With my own experience with my grandparents. They both passed away from short but terminal illnesses. The short part was a blessing as they didn’t suffer from prolonged pain and suffering. Even though their illnesses were short, there were moments when it became too much for them and how they wished the end came sooner. We as their caretakers tried our best to make their last days comfortable and relaxing. Just sitting there providing quiet company was a relief to them, there’s no need to speak, just sit quietly. No one wants to lie there alone while they are terminally ill and dying. The moments of wishing to expire before their intended time were usually moments of intense pain and discomfort coupled with being totally bedridden and needing around the clock care, something they were not used to. They both took hour long walks daily and were healthy before illness struck them. Usually, when pain passed and we distracted them with other things, they were back to their normal selves.

A major concern for me with regards to euthanasia rights are the vulnerable population, especially the elderly. Children are vulnerable too but most parents spend far more time, money, energy and resources trying to find a cure for their children than they do for the elderly. When people become old, ill, infirm and feeble, it’s very easy to give way to thoughts of just ending it all so that they are no longer suffering and a burden to their families. But are they really burdens? Our parents and grandparents spent the best years of their lives raising children and some spend a good part of their old age caring for grandchildren, is it so awful that we repay some of that by being kind and patient caretakers in their last days? Even if their last days are actually last years? What does it say about a society which encourages euthanasia (by making euthanasia legal is a form of encouragement) just because a medical condition is terminal?
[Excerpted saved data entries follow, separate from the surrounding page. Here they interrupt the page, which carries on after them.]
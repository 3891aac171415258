// src/config.rs

//! Engine configuration
//!
//! Read from `<config dir>/galley/config.toml` when present; every field
//! has a default and can be overridden from the command line.
//!
//! ```toml
//! cmake_program = "/usr/bin/cmake"
//! generator = "Ninja"
//! jobs = 8
//! output_dir = "build-galley"
//! profiles_dir = "/home/me/.config/galley/profiles"
//! ```

use crate::error::{Error, Result};
use serde::{Deserialize, Serialize};
use std::fs;
use std::io::ErrorKind;
use std::path::{Path, PathBuf};
use tracing::debug;

/// Name of the per-user configuration directory
const APP_DIR: &str = "galley";

/// Default output directory, relative to the recipe directory
pub const DEFAULT_OUTPUT_DIR: &str = "build-galley";

/// Settings shared by every lifecycle run
#[derive(Debug, Clone, PartialEq, Eq, Serialize, Deserialize)]
#[serde(default)]
pub struct EngineConfig {
    /// CMake executable
    pub cmake_program: PathBuf,
    /// CMake generator (`-G`); CMake's own default when unset
    pub generator: Option<String>,
    /// Parallel build jobs
    pub jobs: usize,
    /// Output root; relative paths are taken from the recipe directory
    pub output_dir: PathBuf,
    /// Directory holding named profiles (`<name>.toml`)
    pub profiles_dir: PathBuf,
}

impl Default for EngineConfig {
    fn default() -> Self {
        let jobs = std::thread::available_parallelism()
            .map(|p| p.get())
            .unwrap_or(4);

        Self {
            cmake_program: PathBuf::from("cmake"),
            generator: None,
            jobs,
            output_dir: PathBuf::from(DEFAULT_OUTPUT_DIR),
            profiles_dir: config_dir()
                .map(|dir| dir.join("profiles"))
                .unwrap_or_else(|| PathBuf::from("profiles")),
        }
    }
}

impl EngineConfig {
    /// Parse configuration from TOML content
    pub fn parse(content: &str) -> Result<Self> {
        toml::from_str(content)
            .map_err(|e| Error::ParseError(format!("Invalid configuration: {}", e)))
    }

    /// Load configuration from a file
    pub fn load(path: &Path) -> Result<Self> {
        let content = fs::read_to_string(path).map_err(|e| {
            Error::IoError(format!("Failed to read config {}: {}", path.display(), e))
        })?;
        Self::parse(&content)
    }

    /// Load the per-user configuration, falling back to defaults when absent
    pub fn load_or_default(path: Option<&Path>) -> Result<Self> {
        let Some(path) = path else {
            return Ok(Self::default());
        };

        match fs::read_to_string(path) {
            Ok(content) => {
                debug!("Loaded configuration from {}", path.display());
                Self::parse(&content)
            }
            Err(e) if e.kind() == ErrorKind::NotFound => Ok(Self::default()),
            Err(e) => Err(Error::IoError(format!(
                "Failed to read config {}: {}",
                path.display(),
                e
            ))),
        }
    }

    /// Output root for a recipe living in `recipe_dir`
    pub fn output_root(&self, recipe_dir: &Path) -> PathBuf {
        recipe_dir.join(&self.output_dir)
    }

    /// Location of a profile given by name or path
    ///
    /// Anything that looks like a path (a separator or a `.toml` suffix) is
    /// used as-is; a bare name is looked up in the profiles directory.
    pub fn profile_path(&self, profile: &str) -> PathBuf {
        let path = Path::new(profile);
        if path.components().count() > 1 || profile.ends_with(".toml") {
            path.to_path_buf()
        } else {
            self.profiles_dir.join(format!("{}.toml", profile))
        }
    }
}

/// Per-user configuration directory (`~/.config/galley` on Linux)
pub fn config_dir() -> Option<PathBuf> {
    dirs::config_dir().map(|dir| dir.join(APP_DIR))
}

/// Default configuration file location
pub fn default_config_path() -> Option<PathBuf> {
    config_dir().map(|dir| dir.join("config.toml"))
}

#[cfg(test)]
mod tests {
    use super::*;

    #[test]
    fn test_defaults() {
        let config = EngineConfig::default();
        assert_eq!(config.cmake_program, PathBuf::from("cmake"));
        assert!(config.generator.is_none());
        assert!(config.jobs >= 1);
        assert_eq!(config.output_dir, PathBuf::from("build-galley"));
    }

    #[test]
    fn test_parse_partial_config() {
        let config = EngineConfig::parse("generator = \"Ninja\"\njobs = 3\n").unwrap();
        assert_eq!(config.generator.as_deref(), Some("Ninja"));
        assert_eq!(config.jobs, 3);
        assert_eq!(config.cmake_program, PathBuf::from("cmake"));
    }

    #[test]
    fn test_parse_rejects_bad_types() {
        assert!(matches!(
            EngineConfig::parse("jobs = \"many\""),
            Err(Error::ParseError(_))
        ));
    }

    #[test]
    fn test_load_or_default() {
        let temp = tempfile::tempdir().unwrap();
        let missing = temp.path().join("config.toml");
        assert_eq!(
            EngineConfig::load_or_default(Some(&missing)).unwrap(),
            EngineConfig::default()
        );

        fs::write(&missing, "cmake_program = \"/opt/cmake/bin/cmake\"\n").unwrap();
        let config = EngineConfig::load_or_default(Some(&missing)).unwrap();
        assert_eq!(config.cmake_program, PathBuf::from("/opt/cmake/bin/cmake"));
        assert_eq!(EngineConfig::load(&missing).unwrap(), config);
    }

    #[test]
    fn test_profile_path() {
        let config = EngineConfig {
            profiles_dir: PathBuf::from("/etc/galley/profiles"),
            ..Default::default()
        };
        assert_eq!(
            config.profile_path("linux-gcc"),
            PathBuf::from("/etc/galley/profiles/linux-gcc.toml")
        );
        assert_eq!(
            config.profile_path("./ci/release.toml"),
            PathBuf::from("./ci/release.toml")
        );
        assert_eq!(config.profile_path("release.toml"), PathBuf::from("release.toml"));
    }

    #[test]
    fn test_output_root_relative_and_absolute() {
        let mut config = EngineConfig::default();
        assert_eq!(
            config.output_root(Path::new("/work/app")),
            PathBuf::from("/work/app/build-galley")
        );
        config.output_dir = PathBuf::from("/tmp/out");
        assert_eq!(config.output_root(Path::new("/work/app")), PathBuf::from("/tmp/out"));
    }
}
The whole euthanasia rights movement is centered on the concept of dignity for the ill and dying. To allow someone a dignified way out of an intolerable life blighted by illness and pain. But there also people, in spite of illness, pain and disability, opt to live their best lives, hopefully with the loving support of family and community and I don’t mean famous people we know about, I am talking about ordinary people, despite illness, pain and disability, go on living their lives to the fullest. There is courage and dignity in that too. That too is also a life that needs to be protected.